Science

NASA Telescopes Find Clues for How Giant Black Holes Formed So Quickly

Supermassive black hole "seeds" are planted when massive gas clouds collapse. They don't take long to grow.

by Yasmin Tayag

In the center of the Milky Way lies a supermassive black hole that’s sucked in millions or even billions of times the mass of the sun over its lifetime. And it’s not the only one: Astronomers believe that all galaxies have black holes for hearts, and many of the ones they’ve identified have been found to be absolutely ancient, having formed less than a billion years after the Big Bang.

In spacetime, a billion years on Earth is a blip — seemingly far too short a time for an entity as complex and massive for a black hole to form. But new evidence, soon to be published in the Monthly Notices of the Royal Astronomical Society, takes a stab at explaining how they formed so quickly.

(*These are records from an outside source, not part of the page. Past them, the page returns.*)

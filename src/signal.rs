//! End-of-playback notification.

use std::sync::atomic::{AtomicU64, Ordering};
use std::sync::{Arc, Mutex};
use std::thread;

type Observer = Arc<dyn Fn() + Send + Sync + 'static>;

/// Handle returned by [`FinishedSignal::connect`], used to disconnect.
#[derive(Clone, Copy, Debug, PartialEq, Eq)]
pub struct ObserverId(u64);

/// Multi-observer broadcast of "playback reached the end of its range".
///
/// Fired at most once per playback cycle from a short-lived detached thread,
/// so observers may call back into the player (including starting the next
/// source) without deadlocking the renderer worker.
pub struct FinishedSignal {
    observers: Arc<Mutex<Vec<(u64, Observer)>>>,
    next_id: AtomicU64,
}

impl FinishedSignal {
    pub fn new() -> Self {
        Self {
            observers: Arc::new(Mutex::new(Vec::new())),
            next_id: AtomicU64::new(0),
        }
    }

    pub fn connect<F>(&self, f: F) -> ObserverId
    where
        F: Fn() + Send + Sync + 'static,
    {
        let id = self.next_id.fetch_add(1, Ordering::Relaxed);
        self.observers.lock().unwrap().push((id, Arc::new(f)));
        ObserverId(id)
    }

    pub fn disconnect(&self, id: ObserverId) {
        self.observers.lock().unwrap().retain(|(i, _)| *i != id.0);
    }

    /// Invoke every observer from a detached thread.
    ///
    /// The observer list is snapshotted inside that thread and the lock is
    /// released before the first callback runs, so no engine lock is held
    /// while observers execute.
    pub(crate) fn fire_detached(&self) {
        let observers = self.observers.clone();
        thread::spawn(move || {
            let snapshot: Vec<Observer> = observers
                .lock()
                .unwrap()
                .iter()
                .map(|(_, f)| f.clone())
                .collect();
            for observer in snapshot {
                observer();
            }
        });
    }
}

impl Default for FinishedSignal {
    fn default() -> Self {
        Self::new()
    }
}
//! Access-token issue/validation and refresh-token helpers.
//!
//! Access tokens are HS256 JWTs carrying a [`Claims`] payload from which the
//! request [`Session`] is rebuilt. Refresh tokens are opaque random strings;
//! only their SHA-256 hash is stored.

use jsonwebtoken::{decode, encode, DecodingKey, EncodingKey, Header, Validation};
use serde::{Deserialize, Serialize};
use sha2::{Digest, Sha256};
use uuid::Uuid;
use lodge_core::roles::Role;
use lodge_core::session::Session;
use lodge_core::types::DbId;

#[derive(Debug, Serialize, Deserialize, Clone)]
pub struct Claims {
    /// The user's database id.
    pub sub: DbId,
    pub role: Role,
    /// Expiration time (UTC Unix timestamp).
    pub exp: i64,
    /// Issued-at time (UTC Unix timestamp).
    pub iat: i64,
    /// Unique token id (UUID v4).
    pub jti: String,
}

impl Claims {
    pub fn session(&self) -> Session {
        Session::new(self.sub, self.role)
    }
}

#[derive(Debug, Clone)]
pub struct JwtConfig {
    /// HMAC-SHA256 signing secret.
    pub secret: String,
    pub access_token_expiry_mins: i64,
    pub refresh_token_expiry_days: i64,
}

const DEFAULT_ACCESS_EXPIRY_MINS: i64 = 15;
const DEFAULT_REFRESH_EXPIRY_DAYS: i64 = 7;

impl JwtConfig {
    /// Load JWT configuration from environment variables.
    ///
    /// | Env Var                    | Required | Default |
    /// |----------------------------|----------|---------|
    /// | `JWT_SECRET`               | **yes**  | --      |
    /// | `JWT_ACCESS_EXPIRY_MINS`   | no       | `15`    |
    /// | `JWT_REFRESH_EXPIRY_DAYS`  | no       | `7`     |
    ///
    /// # Panics
    ///
    /// Panics if `JWT_SECRET` is missing or empty, or an expiry is not an
    /// integer.
    pub fn from_env() -> Self {
        let secret =
            std::env::var("JWT_SECRET").expect("JWT_SECRET must be set in the environment");
        assert!(!secret.is_empty(), "JWT_SECRET must not be empty");

        let access_token_expiry_mins: i64 = std::env::var("JWT_ACCESS_EXPIRY_MINS")
            .unwrap_or_else(|_| DEFAULT_ACCESS_EXPIRY_MINS.to_string())
            .parse()
            .expect("JWT_ACCESS_EXPIRY_MINS must be a valid i64");

        let refresh_token_expiry_days: i64 = std::env::var("JWT_REFRESH_EXPIRY_DAYS")
            .unwrap_or_else(|_| DEFAULT_REFRESH_EXPIRY_DAYS.to_string())
            .parse()
            .expect("JWT_REFRESH_EXPIRY_DAYS must be a valid i64");

        Self {
            secret,
            access_token_expiry_mins,
            refresh_token_expiry_days,
        }
    }

    /// Access token lifetime in seconds.
    pub fn access_token_expiry_secs(&self) -> i64 {
        self.access_token_expiry_mins * 60
    }
}

/// Issue an access token for `session`.
pub fn generate_access_token(
    session: &Session,
    config: &JwtConfig,
) -> Result<String, jsonwebtoken::errors::Error> {
    let now = chrono::Utc::now().timestamp();

    let claims = Claims {
        sub: session.user_id,
        role: session.role,
        exp: now + config.access_token_expiry_secs(),
        iat: now,
        jti: Uuid::new_v4().to_string(),
    };

    encode(
        &Header::default(),
        &claims,
        &EncodingKey::from_secret(config.secret.as_bytes()),
    )
}

/// Validate the signature and expiry of an access token.
pub fn validate_token(
    token: &str,
    config: &JwtConfig,
) -> Result<Claims, jsonwebtoken::errors::Error> {
    let token_data = decode::<Claims>(
        token,
        &DecodingKey::from_secret(config.secret.as_bytes()),
        &Validation::default(),
    )?;
    Ok(token_data.claims)
}

/// Returns `(plaintext, sha256_hex)`. Only the hash is persisted.
pub fn generate_refresh_token() -> (String, String) {
    let plaintext = format!("{}{}", Uuid::new_v4().simple(), Uuid::new_v4().simple());
    let hash = hash_refresh_token(&plaintext);
    (plaintext, hash)
}

pub fn hash_refresh_token(token: &str) -> String {
    let mut hasher = Sha256::new();
    hasher.update(token.as_bytes());
    format!("{:x}", hasher.finalize())
}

Using data from NASA’s Chandra X-ray Observatory, Hubble Space Telescope, and Spitzer Space Telescope, the researchers behind the study found evidence that supermassive black hole seeds can form directly in the aftermath of a giant gas cloud collapse, as lead author Fabio Pacucci, Ph.D., explains.

Previous theories had held that black hole seeds which lay the groundwork for future supermassive black holes form when smaller black holes merge and suck in gas from their surroundings. While this theory is a plausible explanation for how black holes form, it doesn’t explain how they form so quickly.

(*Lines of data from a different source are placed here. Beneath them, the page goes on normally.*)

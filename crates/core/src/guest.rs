//! Guest record vocabulary, input validation, and row-level mutation rules.
//!
//! Wire and column names (`firstName`, `documentType`, ...) are camelCase
//! for compatibility with existing data; the Rust side uses snake_case and
//! maps with `serde(rename)`.

use std::fmt;
use std::str::FromStr;

use serde::{Deserialize, Serialize};
use validator::{Validate, ValidationError, ValidationErrors};

use crate::error::CoreError;
use crate::session::Session;
use crate::types::{DbId, Timestamp};

/* --------------------------------------------------------------------------
Constants
-------------------------------------------------------------------------- */

pub const DOCUMENT_ID_CARD: &str = "Carta d'identità";
pub const DOCUMENT_PASSPORT: &str = "Passaporto";
pub const DOCUMENT_DRIVING_LICENSE: &str = "Patente";

pub const GUEST_STATUS_DRAFT: &str = "draft";
pub const GUEST_STATUS_SUBMITTED: &str = "submitted";

/* --------------------------------------------------------------------------
Enums
-------------------------------------------------------------------------- */

/// Identity document presented at check-in.
#[derive(Debug, Clone, Copy, PartialEq, Eq, Hash, Serialize, Deserialize)]
pub enum DocumentType {
    #[serde(rename = "Carta d'identità")]
    IdCard,
    #[serde(rename = "Passaporto")]
    Passport,
    #[serde(rename = "Patente")]
    DrivingLicense,
}

impl DocumentType {
    pub const ALL: [DocumentType; 3] = [
        DocumentType::IdCard,
        DocumentType::Passport,
        DocumentType::DrivingLicense,
    ];

    /// The stored `documentType` value.
    pub fn as_str(self) -> &'static str {
        match self {
            DocumentType::IdCard => DOCUMENT_ID_CARD,
            DocumentType::Passport => DOCUMENT_PASSPORT,
            DocumentType::DrivingLicense => DOCUMENT_DRIVING_LICENSE,
        }
    }
}

impl fmt::Display for DocumentType {
    fn fmt(&self, f: &mut fmt::Formatter<'_>) -> fmt::Result {
        f.write_str(self.as_str())
    }
}

impl FromStr for DocumentType {
    type Err = CoreError;

    fn from_str(s: &str) -> Result<Self, Self::Err> {
        Self::ALL
            .into_iter()
            .find(|t| t.as_str() == s)
            .ok_or_else(|| {
                CoreError::Validation(format!(
                    "Invalid document type '{s}'. Must be one of: {DOCUMENT_ID_CARD}, \
                     {DOCUMENT_PASSPORT}, {DOCUMENT_DRIVING_LICENSE}"
                ))
            })
    }
}

impl TryFrom<String> for DocumentType {
    type Error = CoreError;

    fn try_from(value: String) -> Result<Self, Self::Error> {
        value.parse()
    }
}

/// Guest lifecycle. The only transition is `Draft -> Submitted`.
#[derive(Debug, Clone, Copy, PartialEq, Eq, Serialize, Deserialize)]
#[serde(rename_all = "lowercase")]
pub enum GuestStatus {
    Draft,
    Submitted,
}

impl GuestStatus {
    pub fn as_str(self) -> &'static str {
        match self {
            GuestStatus::Draft => GUEST_STATUS_DRAFT,
            GuestStatus::Submitted => GUEST_STATUS_SUBMITTED,
        }
    }

    pub fn can_transition_to(self, next: GuestStatus) -> bool {
        matches!((self, next), (GuestStatus::Draft, GuestStatus::Submitted))
    }
}

impl FromStr for GuestStatus {
    type Err = CoreError;

    fn from_str(s: &str) -> Result<Self, Self::Err> {
        match s {
            GUEST_STATUS_DRAFT => Ok(GuestStatus::Draft),
            GUEST_STATUS_SUBMITTED => Ok(GuestStatus::Submitted),
            other => Err(CoreError::Validation(format!(
                "Invalid guest status '{other}'"
            ))),
        }
    }
}

impl TryFrom<String> for GuestStatus {
    type Error = CoreError;

    fn try_from(value: String) -> Result<Self, Self::Error> {
        value.parse()
    }
}

/* --------------------------------------------------------------------------
Row abstraction
-------------------------------------------------------------------------- */

/// Read access to a stored guest, implemented by the database row type.
///
/// The grouping and directory functions are generic over this trait so they
/// can be exercised without a database.
pub trait GuestRow {
    fn guest_id(&self) -> DbId;
    fn booking_id(&self) -> Option<DbId>;
    fn booking_code(&self) -> &str;
    fn owner_id(&self) -> DbId;
    fn is_main_guest(&self) -> bool;
    fn first_name(&self) -> &str;
    fn last_name(&self) -> &str;
    fn document_type(&self) -> DocumentType;
    fn document_number(&self) -> &str;
    fn created_at(&self) -> Timestamp;
}

/// Sort a booking group so the main guest comes first, then by creation.
pub fn order_main_first<G: GuestRow>(guests: &mut [G]) {
    guests.sort_by_key(|g| (!g.is_main_guest(), g.created_at(), g.guest_id()));
}

/* --------------------------------------------------------------------------
Input types
-------------------------------------------------------------------------- */

/// The editable fields of a guest, as submitted by the registration and
/// edit forms.
#[derive(Debug, Clone, PartialEq, Serialize, Deserialize, Validate)]
pub struct GuestFields {
    #[serde(rename = "firstName")]
    #[validate(custom(function = "not_blank"), length(max = 255))]
    pub first_name: String,

    #[serde(rename = "lastName")]
    #[validate(custom(function = "not_blank"), length(max = 255))]
    pub last_name: String,

    #[validate(custom(function = "not_blank"), length(max = 255))]
    pub address: String,

    #[serde(rename = "documentType")]
    pub document_type: DocumentType,

    #[serde(rename = "documentNumber")]
    #[validate(custom(function = "not_blank"), length(max = 255))]
    pub document_number: String,

    #[serde(rename = "stayDuration")]
    #[validate(range(min = 1))]
    pub stay_duration: i32,
}

impl GuestFields {
    /// Trim surrounding whitespace from every free-text field.
    pub fn normalized(self) -> Self {
        Self {
            first_name: self.first_name.trim().to_string(),
            last_name: self.last_name.trim().to_string(),
            address: self.address.trim().to_string(),
            document_type: self.document_type,
            document_number: self.document_number.trim().to_string(),
            stay_duration: self.stay_duration,
        }
    }
}

/// An additional guest on the registration form. The form does not ask for
/// a stay duration per companion, so it falls back to the main guest's.
#[derive(Debug, Clone, Deserialize)]
pub struct AdditionalGuest {
    #[serde(rename = "firstName")]
    pub first_name: String,
    #[serde(rename = "lastName")]
    pub last_name: String,
    pub address: String,
    #[serde(rename = "documentType")]
    pub document_type: DocumentType,
    #[serde(rename = "documentNumber")]
    pub document_number: String,
    #[serde(rename = "stayDuration", default)]
    pub stay_duration: Option<i32>,
}

impl AdditionalGuest {
    pub fn into_fields(self, default_stay: i32) -> GuestFields {
        GuestFields {
            first_name: self.first_name,
            last_name: self.last_name,
            address: self.address,
            document_type: self.document_type,
            document_number: self.document_number,
            stay_duration: self.stay_duration.unwrap_or(default_stay),
        }
    }
}

/// Request body for a new registration against a selected booking.
#[derive(Debug, Clone, Deserialize)]
pub struct RegistrationRequest {
    pub booking_id: DbId,
    pub main_guest: GuestFields,
    #[serde(default)]
    pub additional_guests: Vec<AdditionalGuest>,
}

/// A registration that passed validation: main guest plus companions, all
/// normalized and ready to insert.
#[derive(Debug, Clone, PartialEq)]
pub struct ValidatedRegistration {
    pub booking_id: DbId,
    pub main_guest: GuestFields,
    pub additional_guests: Vec<GuestFields>,
}

impl ValidatedRegistration {
    pub fn guest_count(&self) -> usize {
        1 + self.additional_guests.len()
    }
}

/* --------------------------------------------------------------------------
Validation functions
-------------------------------------------------------------------------- */

fn not_blank(value: &str) -> Result<(), ValidationError> {
    if value.trim().is_empty() {
        let mut err = ValidationError::new("blank");
        err.message = Some("must not be blank".into());
        return Err(err);
    }
    Ok(())
}

/// Map Rust field names onto the wire names used in error messages.
fn wire_name(field: &str) -> &str {
    match field {
        "first_name" => "firstName",
        "last_name" => "lastName",
        "document_type" => "documentType",
        "document_number" => "documentNumber",
        "stay_duration" => "stayDuration",
        other => other,
    }
}

/// Render `validator` errors as one deterministic message, prefixed with
/// the guest the errors belong to.
fn describe(prefix: &str, errors: &ValidationErrors) -> String {
    let mut parts: Vec<String> = errors
        .field_errors()
        .into_iter()
        .flat_map(|(field, errs)| {
            let name = wire_name(&field).to_string();
            errs.iter().map(move |e| {
                let reason = match &e.message {
                    Some(msg) => msg.to_string(),
                    None => format!("failed '{}' check", e.code),
                };
                format!("{prefix}.{name} {reason}")
            })
        })
        .collect();
    parts.sort();
    parts.join("; ")
}

/// Validate one guest's fields, returning the normalized copy.
pub fn validate_guest_fields(prefix: &str, fields: GuestFields) -> Result<GuestFields, CoreError> {
    let fields = fields.normalized();
    fields
        .validate()
        .map_err(|e| CoreError::Validation(describe(prefix, &e)))?;
    Ok(fields)
}

/// Validate a whole registration before anything is written.
pub fn validate_registration(
    request: RegistrationRequest,
) -> Result<ValidatedRegistration, CoreError> {
    let main_guest = validate_guest_fields("main_guest", request.main_guest)?;
    let default_stay = main_guest.stay_duration;

    let additional_guests = request
        .additional_guests
        .into_iter()
        .enumerate()
        .map(|(i, g)| {
            validate_guest_fields(
                &format!("additional_guests[{i}]"),
                g.into_fields(default_stay),
            )
        })
        .collect::<Result<Vec<_>, _>>()?;

    Ok(ValidatedRegistration {
        booking_id: request.booking_id,
        main_guest,
        additional_guests,
    })
}

/* --------------------------------------------------------------------------
Mutation rules
-------------------------------------------------------------------------- */

/// A draft may be edited or deleted only by its owner, and only while it is
/// still a draft.
pub fn ensure_draft_mutable(
    session: &Session,
    guest_id: DbId,
    owner_id: DbId,
    status: GuestStatus,
) -> Result<(), CoreError> {
    if owner_id != session.user_id {
        return Err(CoreError::Forbidden(format!(
            "Guest {guest_id} belongs to another user"
        )));
    }
    if status != GuestStatus::Draft {
        return Err(CoreError::Forbidden(format!(
            "Guest {guest_id} has been submitted and can only be modified by an administrator"
        )));
    }
    Ok(())
}

/// Administrators edit guests only after submission; drafts stay with
/// their owner.
pub fn ensure_submitted(guest_id: DbId, status: GuestStatus) -> Result<(), CoreError> {
    if status != GuestStatus::Submitted {
        return Err(CoreError::NotFound {
            entity: "Submitted guest",
            id: guest_id,
        });
    }
    Ok(())
}

/// Finalize submits every draft under the booking, so the caller must hold
/// drafts there and nobody else may.
///
/// `draft_owners` are the distinct owners of the booking's drafts.
pub fn ensure_finalize_owner(
    session: &Session,
    booking_id: DbId,
    draft_owners: &[DbId],
) -> Result<(), CoreError> {
    if !draft_owners.contains(&session.user_id) {
        return Err(CoreError::NotFound {
            entity: "Draft registration for booking",
            id: booking_id,
        });
    }
    if draft_owners.iter().any(|owner| *owner != session.user_id) {
        return Err(CoreError::Forbidden(format!(
            "Booking {booking_id} has drafts registered by another user"
        )));
    }
    Ok(())
}

/* --------------------------------------------------------------------------
Tests
-------------------------------------------------------------------------- */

Until now, scientists haven't been able to figure out how supermassive black holes formed so quickly after the Big Bang.

NASA

The new model proposed in the paper suggests that, after the collapse of a giant gas cloud, formation bypasses the intermediate steps — like the formation of a massive star and its subsequent destruction — and skips straight ahead to the formation of the black hole seed. The scientists based their hypothesis on their discovery of black hole seeds in long-exposure images from Chandra, Hubble, and Spitzer.

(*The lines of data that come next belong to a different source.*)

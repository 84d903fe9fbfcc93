//! Authentication primitives.
//!
//! - [`password`]: Argon2id password hashing and verification.
//! - [`jwt`]: access-token issue/validation and refresh-token helpers.

pub mod jwt;
pub mod password;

Black hole seeds are notoriously hard to find, but the researchers, as part of their larger attempt to find the first black holes in the universe, used computer modeling and infrared detection to identify two candidates, measuring their distance to confirm that they formed less than a billion years after the Big Bang.

While the authors are hesitant to say their model is “the one,” they assert that it’s at least consistent with what’s been observed in the field: “What we really believe is that our model is able to reproduce the observations without requiring unreasonable assumptions.” they said in a release.